Mankind had appeared on Mu two million
years ago, and a highly advanced society of
64 million people had developed on the
island before they were all but wiped out by
a huge volcanic eruption.
Around the same time as Churchward was
publicising his legend and tradition-based
theory, another more scientific group were
advancing the idea of a lost land. Naturalists
and zoologists who followed and believed
Charles Darwin’s theory of evolution were
finding it particularly difficult to explain the
widespread existence of lemurs. If these
animals had all descended from a common
ancestor, as Darwin suggested, then there
must have once been a land link between
these areas. One of Darwin’s followers, an
English zoologist called Philip L. Schlater,
proposed the name ‘Lemuria’ for this
invented sunken land bridge.
As science has progressed since Darwin’s
time, zoologists can now account for the
wide distribution of the lemur family
without resorting to creating ideas of ancient
missing land masses. But at the same time,
genetic discoveries have proven that,
because of a massive natural catastrophe that
almost induced human extinction, all of
Mankind originally stems from a small pool
of biological variations.
Kumari Kandam and Lemuria
Kumari Kandam is a legendary sunken kingdom sometimes compared with Lemuria (cf. works of G. Devaneyan, Tamil: ஞானமுத்தன் தேவநேயன்). According to these modernist interpretations of motifs in classical Tamil literature — the epics Cilappatikaram and Manimekalai that describe the submerged city of Puhar — the Dravidians originally came from land south of the present day coast of South India that became submerged by successive floods. There are various claims from Tamil authors that there was a large land mass connecting Australia and the present day Tamil Nadu coast.
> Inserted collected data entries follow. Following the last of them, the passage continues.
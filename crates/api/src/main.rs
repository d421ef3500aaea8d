mod config;
mod server;

use std::io::{self, BufRead, Write};
use std::path::PathBuf;

use anyhow::{Context, Result};
use clap::{Parser, Subcommand};
use knowledge::{BuildReport, ResetReport, reset_knowledge_base};
use query::{KnowledgeStore, KnowledgeTools, TOOLS};
use tracing::info;
use tracing_subscriber::EnvFilter;

use crate::config::AppConfig;

#[derive(Parser)]
#[command(name = "kb")]
#[command(author, version, about = "Build and query a markdown knowledge base", long_about = None)]
struct Cli {
    #[command(subcommand)]
    command: Commands,

    /// Emit logs as JSON lines
    #[arg(long, global = true)]
    log_json: bool,

    /// Knowledge base directory (overrides MARKDOWN_FILES_DIR)
    #[arg(long, global = true)]
    output: Option<PathBuf>,
}

#[derive(Subcommand)]
enum Commands {
    /// Read the raw input, extract entities and write the markdown files
    Build {
        /// Raw input directory (overrides RAW_INPUT_DIR)
        #[arg(long)]
        input: Option<PathBuf>,
        /// Print the build report as JSON
        #[arg(long)]
        json: bool,
    },

    /// Delete generated markdown files, keeping templates
    Reset {
        /// Skip the confirmation prompt
        #[arg(short, long)]
        yes: bool,
    },

    /// Run one of the knowledge tools
    Query {
        #[command(subcommand)]
        tool: QueryCommand,
    },

    /// Serve the knowledge tools over HTTP
    Serve {
        #[arg(long, default_value = "127.0.0.1:3000")]
        addr: String,
    },

    /// List the available tools
    Tools,
}

#[derive(Subcommand)]
enum QueryCommand {
    /// list_knowledge_categories
    Categories,
    /// query_knowledge_category
    Category { category: String },
    /// search_knowledge
    Search {
        query: String,
        #[arg(long)]
        category: Option<String>,
    },
    /// query_temporal_knowledge
    Period { time_period: String },
    /// find_entity_knowledge
    Entity { entity_type: String, entity_name: String },
    /// find_related_entities
    Related { entity_name: String },
    /// get_person_network
    Network { person_name: String },
    /// get_knowledge_summary
    Summary,
    /// list_markdown_files
    Files,
    /// read_markdown_file
    Read { filename: String },
    /// create_markdown_file
    Create { filename: String, content: String },
    /// update_markdown_file
    Update { filename: String, content: String },
    /// append_to_markdown_file
    Append { filename: String, content: String },
    /// delete_markdown_file
    Delete { filename: String },
    /// search_markdown_files
    Grep { query: String },
}

#[tokio::main]
async fn main() -> Result<()> {
    dotenv::dotenv().ok();
    let cli = Cli::parse();
    init_tracing(cli.log_json);

    let mut config = AppConfig::from_env()?;
    if let Some(output) = cli.output {
        config.paths.markdown_dir = output;
    }

    match cli.command {
        Commands::Build { input, json } => {
            if let Some(input) = input {
                config.paths.raw_input_dir = input;
            }
            let report = run_build(&config).await?;
            if json {
                println!("{}", serde_json::to_string_pretty(&report)?);
            } else {
                print_build_report(&report);
            }
        }
        Commands::Reset { yes } => {
            let dir = &config.paths.markdown_dir;
            if !yes && !confirm(dir)? {
                println!("Reset cancelled");
                return Ok(());
            }
            let report = reset_knowledge_base(dir)?;
            print_reset_report(&report);
        }
        Commands::Query { tool } => {
            let tools = KnowledgeTools::new(KnowledgeStore::new(&config.paths.markdown_dir));
            println!("{}", run_query(&tools, tool));
        }
        Commands::Serve { addr } => {
            let tools = KnowledgeTools::new(KnowledgeStore::new(&config.paths.markdown_dir));
            server::serve(tools, &addr).await?;
        }
        Commands::Tools => {
            for tool in TOOLS {
                let params: Vec<String> = tool
                    .parameters
                    .iter()
                    .map(|p| if p.required { p.name.to_string() } else { format!("[{}]", p.name) })
                    .collect();
                println!("{}({})\n    {}", tool.name, params.join(", "), tool.description);
            }
        }
    }

    Ok(())
}

fn init_tracing(json: bool) {
    let filter = EnvFilter::try_from_default_env().unwrap_or_else(|_| EnvFilter::new("info"));

    if json {
        tracing_subscriber::fmt()
            .json()
            .with_env_filter(filter)
            .with_writer(io::stderr)
            .init();
    } else {
        tracing_subscriber::fmt()
            .with_env_filter(filter)
            .with_writer(io::stderr)
            .init();
    }
}

async fn run_build(config: &AppConfig) -> Result<BuildReport> {
    let extractor = config.extractor().context("Failed to create model client")?;
    info!(
        provider = ?config.llm.provider,
        input = ?config.paths.raw_input_dir,
        output = ?config.paths.markdown_dir,
        "Starting knowledge build"
    );

    knowledge::build(
        &config.input_layout(),
        &config.file_reader(),
        &extractor,
        &config.aggregation_policy(),
        &config.renderer(),
        &config.build_options(),
    )
    .await
}

fn run_query(tools: &KnowledgeTools, command: QueryCommand) -> String {
    match command {
        QueryCommand::Categories => tools.list_knowledge_categories(),
        QueryCommand::Category { category } => tools.query_knowledge_category(&category),
        QueryCommand::Search { query, category } => tools.search_knowledge(&query, category.as_deref()),
        QueryCommand::Period { time_period } => tools.query_temporal_knowledge(&time_period),
        QueryCommand::Entity {
            entity_type,
            entity_name,
        } => tools.find_entity_knowledge(&entity_type, &entity_name),
        QueryCommand::Related { entity_name } => tools.find_related_entities(&entity_name),
        QueryCommand::Network { person_name } => tools.get_person_network(&person_name),
        QueryCommand::Summary => tools.get_knowledge_summary(),
        QueryCommand::Files => tools.list_markdown_files(),
        QueryCommand::Read { filename } => tools.read_markdown_file(&filename),
        QueryCommand::Create { filename, content } => tools.create_markdown_file(&filename, &content),
        QueryCommand::Update { filename, content } => tools.update_markdown_file(&filename, &content),
        QueryCommand::Append { filename, content } => tools.append_to_markdown_file(&filename, &content),
        QueryCommand::Delete { filename } => tools.delete_markdown_file(&filename),
        QueryCommand::Grep { query } => tools.search_markdown_files(&query),
    }
}

fn confirm(dir: &std::path::Path) -> Result<bool> {
    println!("This will delete all generated markdown files in {}.", dir.display());
    println!("Templates and folder structure will be preserved.");
    print!("\nContinue? (yes/no): ");
    io::stdout().flush()?;

    let mut answer = String::new();
    io::stdin().lock().read_line(&mut answer)?;
    Ok(matches!(answer.trim().to_lowercase().as_str(), "yes" | "y"))
}

fn print_build_report(report: &BuildReport) {
    println!("Knowledge base build complete ({})", report.started_at);
    println!("  Documents discovered: {}", report.discovered);
    for (kind, count) in &report.processed {
        println!("    {}: {}", kind.label(), count);
    }
    if !report.skipped.is_empty() {
        println!("  Skipped: {}", report.skipped.len());
        for skipped in &report.skipped {
            println!("    {} ({})", skipped.path.display(), skipped.reason);
        }
    }
    println!(
        "  AI extractions: {} ok, {} partial, {} failed",
        report.extraction.ai_extractions, report.extraction.partial_extractions, report.extraction.ai_errors
    );
    println!("  People: {}", report.people);
    println!("  Organizations: {}", report.organizations);
    println!("  Technologies: {}", report.technologies);
    println!("  Topics: {}", report.topics);
    println!("  Meetings: {}", report.meetings);
    println!("  Relationships: {}", report.relationships);
    println!("  Files written: {}", report.rendered.total());
    if report.rendered.failed > 0 {
        println!("  Files failed: {} (see log)", report.rendered.failed);
    }
}

fn print_reset_report(report: &ResetReport) {
    for (dir, count) in &report.per_directory {
        if *count > 0 {
            println!("  Cleaned {}: {} files", dir, count);
        }
    }
    if report.index_files > 0 {
        println!("  Removed {} index files", report.index_files);
    }
    println!("Reset complete: deleted {} generated files", report.deleted());
}
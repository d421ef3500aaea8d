use async_trait::async_trait;

use crate::error::ExtractError;
use crate::llm::ChatModel;
use crate::prompt;
use crate::response;
use crate::schema::Extraction;

/// The narrow seam between the pipeline and whatever produces extractions.
/// `text` is already truncated to the extractor's budget.
#[async_trait]
pub trait ExtractionBackend: Send + Sync {
    async fn extract(&self, text: &str, source: &str, doc_type: &str) -> Result<Extraction, ExtractError>;

    /// Merge near-duplicate technology names.
    async fn consolidate(&self, names: &[String]) -> Result<Vec<String>, ExtractError>;
}

/// Extraction backed by a chat model and the fixed taxonomy prompt.
pub struct LlmBackend {
    model: Box<dyn ChatModel>,
}

impl LlmBackend {
    pub fn new(model: Box<dyn ChatModel>) -> Self {
        Self { model }
    }

    pub fn model_name(&self) -> String {
        self.model.name()
    }
}

#[async_trait]
impl ExtractionBackend for LlmBackend {
    async fn extract(&self, text: &str, source: &str, doc_type: &str) -> Result<Extraction, ExtractError> {
        let user = prompt::build_extraction_prompt(text, source, doc_type, usize::MAX);
        let reply = self
            .model
            .complete(prompt::EXTRACTION_SYSTEM_PROMPT, &user)
            .await?;
        response::parse_reply(&reply)
    }

    async fn consolidate(&self, names: &[String]) -> Result<Vec<String>, ExtractError> {
        let user = prompt::build_consolidation_prompt(names);
        let reply = self
            .model
            .complete(prompt::CONSOLIDATION_SYSTEM_PROMPT, &user)
            .await?;
        response::parse_consolidation(&reply)
    }
}

#[cfg(test)]
mod tests {
    use super::*;

    struct CannedModel {
        reply: String,
    }

    #[async_trait]
    impl ChatModel for CannedModel {
        async fn complete(&self, system: &str, _user: &str) -> Result<String, ExtractError> {
            assert!(!system.is_empty());
            Ok(self.reply.clone())
        }

        fn name(&self) -> String {
            "canned".to_string()
        }
    }

    #[tokio::test]
    async fn test_llm_backend_extracts() {
        let model = CannedModel {
            reply: "```json\n{\"people\": [{\"name\": \"Jane Doe\"}], \"organizations\": [], \"technologies\": [], \"topics\": [], \"meetings\": [], \"relationships\": []}\n```".to_string(),
        };
        let backend = LlmBackend::new(Box::new(model));

        let extraction = backend
            .extract("Jane Doe, CTO", "in/jane.md", "LinkedIn Profile")
            .await
            .unwrap();

        assert_eq!(extraction.people[0].name, "Jane Doe");
        assert_eq!(backend.model_name(), "canned");
    }

    #[tokio::test]
    async fn test_llm_backend_consolidates() {
        let model = CannedModel {
            reply: r#"{"technologies": ["Power BI"]}"#.to_string(),
        };
        let backend = LlmBackend::new(Box::new(model));

        let merged = backend
            .consolidate(&["PowerBI".to_string(), "Power BI".to_string()])
            .await
            .unwrap();
        assert_eq!(merged, vec!["Power BI"]);
    }
}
It is interesting to note that Madame Blavatsky described the Lemurians (her third root race) as being colored black and described the Negroid race, the Dravidians and the Australoids, Papuans and Melanesians as being descended from them.
In the light of current day science, especially in marine archeology and anthropology, such postulates are seen as nothing more than fanciful imagination. One of the prime proponents of the Kumari Kandam theory, D. Pavanar clamied that the Tamils were a separate biological species known as "Homo Dravida". Such proclamations have confined the kumari kandam theory amongst fringe Tamil extremists with absolutely no scientific basis.